Los gobiernos que apostaron a la “magia de los mercados”
para atender los problemas de salud de su población exhiben índices de
mortalidad por millón de habitantes inmensamente superiores a los de los
Estados socialistas que conciben a la salud como un inalienable derecho
humano.
La cruel pandemia que
azota a la humanidad ha despertado reacciones de todo tipo. Unos pocos la ven
como la cruel pero fecunda epifanía de un mundo mejor y más venturoso que
brotará como remate inexorable de la generalizada destrucción desatada por el
coronavirus. Si Edouard Bernstein creía que el solo despliegue de las
contradicciones económicas ineluctablemente remataría en el capitalismo, sus
actuales (e inconscientes) herederos apuestan a que el virus obrará el milagro
de abolir el sistema social vigente y reemplazarlo por otro mejor El
trasfondo religioso o mesiánico de esta creencia salta a la vista y nos exime
de mayores análisis.

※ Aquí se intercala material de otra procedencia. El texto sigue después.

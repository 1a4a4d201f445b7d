//! Asynchronous page file loading.
//!
//! Page files are read and parsed in a background thread so the frame loop
//! keeps running while a large file is opened.

use eframe::egui;
use eduhack::{DemoPageReader, PageDocument, PageReader};
use std::path::PathBuf;
use std::sync::mpsc::{channel, Receiver};
use std::sync::{Arc, Mutex};
use std::thread;
use crate::io::{read_page_file, LoadingState};

/// Result of a completed page loading operation.
pub enum LoadResult {
    /// Loading completed successfully
    Success {
        document: PageDocument,
        /// Path to the file that was loaded (None for the built-in page)
        path: Option<PathBuf>,
    },
    /// Loading failed with an error
    Error(String),
    /// No loading operation in progress
    None,
}

/// Manages asynchronous loading of page files.
pub struct AsyncLoader {
    /// Shared loading state
    loading_state: Arc<Mutex<LoadingState>>,

    /// Channel receiver for loading results
    loading_receiver: Option<Receiver<Result<PageDocument, String>>>,

    /// Path of the file currently being loaded
    pending_load_path: Option<PathBuf>,
}

impl AsyncLoader {
    /// Creates a new async loader with no active loading operation.
    pub fn new() -> Self {
        Self {
            loading_state: Arc::new(Mutex::new(LoadingState::new())),
            loading_receiver: None,
            pending_load_path: None,
        }
    }

    /// Checks if a loading operation is currently in progress.
    pub fn is_loading(&self) -> bool {
        self.loading_state
            .lock()
            .map(|state| state.in_progress)
            .unwrap_or(false)
    }

    /// File currently being read, if any
    pub fn loading_source(&self) -> Option<PathBuf> {
        self.loading_state.lock().ok().and_then(|state| state.source.clone())
    }

    /// Starts loading a page file asynchronously.
    ///
    /// Call `check_completion()` once per frame to pick up the result.
    ///
    /// # Arguments
    /// * `path` - Path to the JSON page file
    /// * `ctx` - egui context for requesting a repaint when loading completes
    pub fn start_file_load(&mut self, path: PathBuf, ctx: &egui::Context) {
        let (sender, receiver) = channel();
        self.loading_receiver = Some(receiver);

        if let Ok(mut state) = self.loading_state.lock() {
            state.begin(&path);
        }

        self.pending_load_path = Some(path.clone());
        tracing::info!("Loading page file {}", path.display());

        let loading_state = Arc::clone(&self.loading_state);
        let ctx_handle = ctx.clone();

        thread::spawn(move || {
            let result = read_page_file(&path);
            let _ = sender.send(result);

            if let Ok(mut state) = loading_state.lock() {
                state.finish();
            }

            // Wake the GUI thread so the result is picked up
            ctx_handle.request_repaint();
        });
    }

    /// Loads the built-in page synchronously.
    pub fn load_demo_page(&mut self) -> Result<PageDocument, String> {
        DemoPageReader::new().read("").map_err(|e| e.to_string())
    }

    /// Returns the result of the background load if it has finished.
    ///
    /// # Returns
    /// * `LoadResult::Success` - Loading completed successfully
    /// * `LoadResult::Error` - Loading failed with an error
    /// * `LoadResult::None` - Still loading, or nothing was started
    pub fn check_completion(&mut self) -> LoadResult {
        let Some(receiver) = &self.loading_receiver else {
            return LoadResult::None;
        };
        let Ok(result) = receiver.try_recv() else {
            return LoadResult::None;
        };

        self.loading_receiver = None;
        let path = self.pending_load_path.take();
        match result {
            Ok(document) => LoadResult::Success { document, path },
            Err(error_msg) => LoadResult::Error(error_msg),
        }
    }
}

impl Default for AsyncLoader {
    fn default() -> Self {
        Self::new()
    }
}
//! Theme state machine.
//!
//! The controller owns the preference store and the host surface. It never
//! caches the active mode; [`ThemeController::current`] always reads the
//! surface flag.

use serde::{Deserialize, Serialize};

use crate::events::{Subscribers, SubscriptionId, ThemeChanged};
use crate::preferences::{StoredTheme, ThemeMode};
use crate::traits::{PreferenceStore, ThemeSurface};

/// Whether the user may change the theme
#[derive(Debug, Clone, Copy, PartialEq, Eq, Default, Serialize, Deserialize)]
#[serde(rename_all = "snake_case")]
pub enum ThemePolicy {
    #[default]
    UserToggleable,
    /// Every request resolves to this mode
    Forced(ThemeMode),
}

impl ThemePolicy {
    fn resolve(&self, requested: ThemeMode) -> ThemeMode {
        match self {
            ThemePolicy::UserToggleable => requested,
            ThemePolicy::Forced(mode) => *mode,
        }
    }
}

pub struct ThemeController {
    store: Box<dyn PreferenceStore>,
    surface: Box<dyn ThemeSurface>,
    key: String,
    policy: ThemePolicy,
    stored: StoredTheme,
    subscribers: Subscribers<ThemeChanged>,
}

impl std::fmt::Debug for ThemeController {
    fn fmt(&self, f: &mut std::fmt::Formatter<'_>) -> std::fmt::Result {
        f.debug_struct("ThemeController")
            .field("key", &self.key)
            .field("policy", &self.policy)
            .field("stored", &self.stored)
            .field("current", &self.current())
            .finish_non_exhaustive()
    }
}

impl ThemeController {
    /// Creates a controller. Nothing is applied until [`Self::initialize`].
    pub fn new(
        store: Box<dyn PreferenceStore>,
        surface: Box<dyn ThemeSurface>,
        key: impl Into<String>,
        policy: ThemePolicy,
    ) -> Self {
        let key = key.into();
        let stored = StoredTheme::load(store.as_ref(), &key);
        Self {
            store,
            surface,
            key,
            policy,
            stored,
            subscribers: Subscribers::new(),
        }
    }

    /// Applies the stored preference, or the ambient one when nothing was
    /// ever stored. Without an ambient signal the page starts light.
    pub fn initialize(&mut self, ambient: Option<ThemeMode>) {
        if let ThemePolicy::Forced(mode) = self.policy {
            self.apply(mode);
            return;
        }

        match self.stored {
            StoredTheme::Explicit(mode) => self.apply(mode),
            StoredTheme::Unset => {
                let mode = ambient.unwrap_or(ThemeMode::Light);
                tracing::debug!("No stored theme, following ambient preference: {}", mode);
                self.show(mode);
            }
        }
    }

    /// Sets the visual mode, persists it and notifies subscribers.
    pub fn apply(&mut self, theme: ThemeMode) {
        let theme = self.policy.resolve(theme);
        self.store.set_string(&self.key, theme.as_str().to_string());
        self.store.flush();
        self.stored = StoredTheme::Explicit(theme);
        self.show(theme);
    }

    /// Applies the opposite of the displayed mode.
    pub fn toggle(&mut self) {
        let next = self.current().opposite();
        self.apply(next);
    }

    /// Host callback for OS-level preference changes.
    ///
    /// Returns true if the change was followed. Ignored once the user has
    /// made an explicit choice, and under a forced policy.
    pub fn on_ambient_change(&mut self, ambient: ThemeMode) -> bool {
        if matches!(self.policy, ThemePolicy::Forced(_)) || self.stored.is_set() {
            return false;
        }
        if ambient != self.current() {
            self.show(ambient);
        }
        true
    }

    /// The mode the surface is displaying right now.
    pub fn current(&self) -> ThemeMode {
        ThemeMode::from_dark_flag(self.surface.is_dark())
    }

    pub fn stored(&self) -> StoredTheme {
        self.stored
    }

    pub fn policy(&self) -> ThemePolicy {
        self.policy
    }

    pub fn store(&self) -> &dyn PreferenceStore {
        self.store.as_ref()
    }

    pub fn subscribe(&mut self, callback: impl FnMut(&ThemeChanged) + 'static) -> SubscriptionId {
        self.subscribers.subscribe(callback)
    }

    pub fn unsubscribe(&mut self, id: SubscriptionId) -> bool {
        self.subscribers.unsubscribe(id)
    }

    fn show(&mut self, theme: ThemeMode) {
        self.surface.set_dark(theme.is_dark());
        self.surface.set_indicator(theme);
        tracing::info!("Theme applied: {}", theme);
        self.subscribers.emit(&ThemeChanged { theme });
    }
}

#[cfg(test)]
mod tests {
    use super::*;
    use crate::preferences::MemoryPreferenceStore;
    use std::cell::{Cell, RefCell};
    use std::rc::Rc;

    /// Surface whose flag can also be flipped from outside the controller
    #[derive(Clone, Default)]
    struct SharedSurface {
        dark: Rc<Cell<bool>>,
        indicator: Rc<Cell<Option<ThemeMode>>>,
    }

    impl ThemeSurface for SharedSurface {
        fn is_dark(&self) -> bool {
            self.dark.get()
        }

        fn set_dark(&mut self, dark: bool) {
            self.dark.set(dark);
        }

        fn set_indicator(&mut self, mode: ThemeMode) {
            self.indicator.set(Some(mode));
        }
    }

    fn controller(store: MemoryPreferenceStore, policy: ThemePolicy) -> (ThemeController, SharedSurface) {
        let surface = SharedSurface::default();
        let ctrl = ThemeController::new(Box::new(store), Box::new(surface.clone()), "theme", policy);
        (ctrl, surface)
    }

    #[test]
    fn test_initialize_uses_stored_preference() {
        let (mut ctrl, surface) = controller(
            MemoryPreferenceStore::with_entry("theme", "dark"),
            ThemePolicy::UserToggleable,
        );
        ctrl.initialize(Some(ThemeMode::Light));

        assert_eq!(ctrl.current(), ThemeMode::Dark);
        assert!(surface.dark.get());
        assert_eq!(surface.indicator.get(), Some(ThemeMode::Dark));
    }

    #[test]
    fn test_initialize_falls_back_to_ambient() {
        let (mut ctrl, _surface) = controller(MemoryPreferenceStore::new(), ThemePolicy::UserToggleable);
        ctrl.initialize(Some(ThemeMode::Dark));

        assert_eq!(ctrl.current(), ThemeMode::Dark);
        // Following the ambient preference is not an explicit choice
        assert_eq!(ctrl.stored(), StoredTheme::Unset);
        assert_eq!(ctrl.store().get_string("theme"), None);
    }

    #[test]
    fn test_initialize_without_any_signal_is_light() {
        let (mut ctrl, _surface) = controller(MemoryPreferenceStore::new(), ThemePolicy::UserToggleable);
        ctrl.initialize(None);
        assert_eq!(ctrl.current(), ThemeMode::Light);
    }

    #[test]
    fn test_apply_persists_and_notifies() {
        let (mut ctrl, _surface) = controller(MemoryPreferenceStore::new(), ThemePolicy::UserToggleable);
        let events = Rc::new(RefCell::new(Vec::new()));
        let sink = Rc::clone(&events);
        ctrl.subscribe(move |e| sink.borrow_mut().push(e.theme));

        ctrl.apply(ThemeMode::Dark);

        assert_eq!(ctrl.store().get_string("theme").as_deref(), Some("dark"));
        assert_eq!(ctrl.stored(), StoredTheme::Explicit(ThemeMode::Dark));
        assert_eq!(*events.borrow(), vec![ThemeMode::Dark]);
    }

    #[test]
    fn test_apply_is_idempotent() {
        let (mut ctrl, surface) = controller(MemoryPreferenceStore::new(), ThemePolicy::UserToggleable);
        ctrl.apply(ThemeMode::Dark);
        let once = (ctrl.current(), ctrl.stored(), ctrl.store().get_string("theme"), surface.dark.get());
        ctrl.apply(ThemeMode::Dark);
        let twice = (ctrl.current(), ctrl.stored(), ctrl.store().get_string("theme"), surface.dark.get());
        assert_eq!(once, twice);
    }

    #[test]
    fn test_double_toggle_returns_to_original() {
        let (mut ctrl, _surface) = controller(
            MemoryPreferenceStore::with_entry("theme", "light"),
            ThemePolicy::UserToggleable,
        );
        ctrl.initialize(None);
        ctrl.toggle();
        assert_eq!(ctrl.current(), ThemeMode::Dark);
        ctrl.toggle();
        assert_eq!(ctrl.current(), ThemeMode::Light);
        assert_eq!(ctrl.store().get_string("theme").as_deref(), Some("light"));
    }

    #[test]
    fn test_current_reflects_external_mutation() {
        let (mut ctrl, surface) = controller(MemoryPreferenceStore::new(), ThemePolicy::UserToggleable);
        ctrl.apply(ThemeMode::Light);
        surface.dark.set(true);
        assert_eq!(ctrl.current(), ThemeMode::Dark);

        // Toggle works off the displayed mode, not the last applied one
        ctrl.toggle();
        assert_eq!(ctrl.current(), ThemeMode::Light);
    }

    #[test]
    fn test_ambient_change_followed_until_explicit_choice() {
        let (mut ctrl, _surface) = controller(MemoryPreferenceStore::new(), ThemePolicy::UserToggleable);
        ctrl.initialize(Some(ThemeMode::Light));

        assert!(ctrl.on_ambient_change(ThemeMode::Dark));
        assert_eq!(ctrl.current(), ThemeMode::Dark);

        ctrl.toggle();
        assert_eq!(ctrl.current(), ThemeMode::Light);
        assert!(!ctrl.on_ambient_change(ThemeMode::Dark));
        assert_eq!(ctrl.current(), ThemeMode::Light);
    }

    #[test]
    fn test_ambient_change_ignored_when_stored_at_startup() {
        let (mut ctrl, _surface) = controller(
            MemoryPreferenceStore::with_entry("theme", "light"),
            ThemePolicy::UserToggleable,
        );
        ctrl.initialize(Some(ThemeMode::Dark));
        assert!(!ctrl.on_ambient_change(ThemeMode::Dark));
        assert_eq!(ctrl.current(), ThemeMode::Light);
    }

    #[test]
    fn test_forced_policy_ignores_requests() {
        let (mut ctrl, _surface) = controller(
            MemoryPreferenceStore::with_entry("theme", "light"),
            ThemePolicy::Forced(ThemeMode::Dark),
        );
        ctrl.initialize(Some(ThemeMode::Light));
        assert_eq!(ctrl.current(), ThemeMode::Dark);

        ctrl.toggle();
        assert_eq!(ctrl.current(), ThemeMode::Dark);
        ctrl.apply(ThemeMode::Light);
        assert_eq!(ctrl.current(), ThemeMode::Dark);
        assert!(!ctrl.on_ambient_change(ThemeMode::Light));
        assert_eq!(ctrl.store().get_string("theme").as_deref(), Some("dark"));
    }

    #[test]
    fn test_unsubscribe_stops_notifications() {
        let (mut ctrl, _surface) = controller(MemoryPreferenceStore::new(), ThemePolicy::UserToggleable);
        let count = Rc::new(Cell::new(0));
        let c = Rc::clone(&count);
        let id = ctrl.subscribe(move |_| c.set(c.get() + 1));

        ctrl.toggle();
        assert!(ctrl.unsubscribe(id));
        ctrl.toggle();
        assert_eq!(count.get(), 1);
    }

    #[test]
    fn test_policy_serde() {
        let policy: ThemePolicy = serde_json::from_str("\"user_toggleable\"").unwrap();
        assert_eq!(policy, ThemePolicy::UserToggleable);
        let policy: ThemePolicy = serde_json::from_str(r#"{"forced":"dark"}"#).unwrap();
        assert_eq!(policy, ThemePolicy::Forced(ThemeMode::Dark));
    }
}
//! Typed observer lists.
//!
//! Dispatch is synchronous and single-threaded: `emit` calls every
//! subscriber in subscription order before returning. Subscribers cannot
//! reach back into the emitter while it dispatches.

use crate::preferences::ThemeMode;

/// Emitted after every theme application, carrying the new mode
#[derive(Debug, Clone, Copy, PartialEq, Eq)]
pub struct ThemeChanged {
    pub theme: ThemeMode,
}

/// Handle returned by [`Subscribers::subscribe`]
#[derive(Debug, Clone, Copy, PartialEq, Eq, Hash)]
pub struct SubscriptionId(u64);

/// An ordered list of callbacks for one event type.
pub struct Subscribers<E> {
    next_id: u64,
    callbacks: Vec<(SubscriptionId, Box<dyn FnMut(&E)>)>,
}

impl<E> Subscribers<E> {
    pub fn new() -> Self {
        Self {
            next_id: 0,
            callbacks: Vec::new(),
        }
    }

    /// Registers a callback, returning a handle for later removal
    pub fn subscribe(&mut self, callback: impl FnMut(&E) + 'static) -> SubscriptionId {
        let id = SubscriptionId(self.next_id);
        self.next_id += 1;
        self.callbacks.push((id, Box::new(callback)));
        id
    }

    /// Removes a callback. Returns false if the handle was unknown.
    pub fn unsubscribe(&mut self, id: SubscriptionId) -> bool {
        let before = self.callbacks.len();
        self.callbacks.retain(|(existing, _)| *existing != id);
        self.callbacks.len() != before
    }

    /// Calls every subscriber with `event`
    pub fn emit(&mut self, event: &E) {
        for (_, callback) in self.callbacks.iter_mut() {
            callback(event);
        }
    }

    pub fn len(&self) -> usize {
        self.callbacks.len()
    }

    pub fn is_empty(&self) -> bool {
        self.callbacks.is_empty()
    }
}

impl<E> Default for Subscribers<E> {
    fn default() -> Self {
        Self::new()
    }
}

impl<E> std::fmt::Debug for Subscribers<E> {
    fn fmt(&self, f: &mut std::fmt::Formatter<'_>) -> std::fmt::Result {
        f.debug_struct("Subscribers")
            .field("len", &self.callbacks.len())
            .finish_non_exhaustive()
    }
}

#[cfg(test)]
mod tests {
    use super::*;
    use std::cell::RefCell;
    use std::rc::Rc;

    #[test]
    fn test_emit_in_subscription_order() {
        let seen = Rc::new(RefCell::new(Vec::new()));
        let mut subs: Subscribers<u32> = Subscribers::new();

        let a = Rc::clone(&seen);
        subs.subscribe(move |v| a.borrow_mut().push(("a", *v)));
        let b = Rc::clone(&seen);
        subs.subscribe(move |v| b.borrow_mut().push(("b", *v)));

        subs.emit(&7);
        assert_eq!(*seen.borrow(), vec![("a", 7), ("b", 7)]);
    }

    #[test]
    fn test_unsubscribe() {
        let count = Rc::new(RefCell::new(0));
        let mut subs: Subscribers<()> = Subscribers::new();

        let c = Rc::clone(&count);
        let id = subs.subscribe(move |_| *c.borrow_mut() += 1);
        subs.emit(&());
        assert!(subs.unsubscribe(id));
        assert!(!subs.unsubscribe(id));
        subs.emit(&());

        assert_eq!(*count.borrow(), 1);
        assert!(subs.is_empty());
    }
}
//! I/O modules for page file loading.

pub mod file_loader;
pub mod async_loader;

// Re-export commonly used types
pub use file_loader::{read_page_file, LoadingState};
pub use async_loader::{AsyncLoader, LoadResult};
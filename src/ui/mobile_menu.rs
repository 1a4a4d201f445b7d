//! Collapsible navigation for narrow windows.

use eframe::egui;
use egui::RichText;
use eduhack::palette;
use crate::app::AppState;

/// Renders the vertical link list while the mobile menu is open.
///
/// Returns the target id of a clicked link.
pub fn render_mobile_menu(ui: &mut egui::Ui, state: &AppState) -> Option<String> {
    let document = state.page.document()?;
    let active_color = palette(state.theme.current()).nav_active;
    let mut clicked = None;

    ui.vertical(|ui| {
        for link in &document.nav {
            let Some(target) = link.target_id() else {
                continue;
            };
            let active = state.navigation.active_section() == Some(target);
            let mut label = RichText::new(link.label.as_str());
            if active {
                label = label.color(active_color);
            }
            let response = ui.add_sized(
                [ui.available_width(), 28.0],
                egui::Button::selectable(active, label),
            );
            if response.clicked() {
                clicked = Some(target.to_string());
            }
        }
    });

    clicked
}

Otros la perciben como una catástrofe que clausura un
período histórico y coloca a la humanidad ante un inexorable dilema cuyo
resultado es incierto. Quienes abrevan en este argumento están lejos de
ser un conjunto homogéneo pues difieren en dos temas centrales: la causalidad,
o la génesis de la pandemia, y el mundo que se perfila a su salida.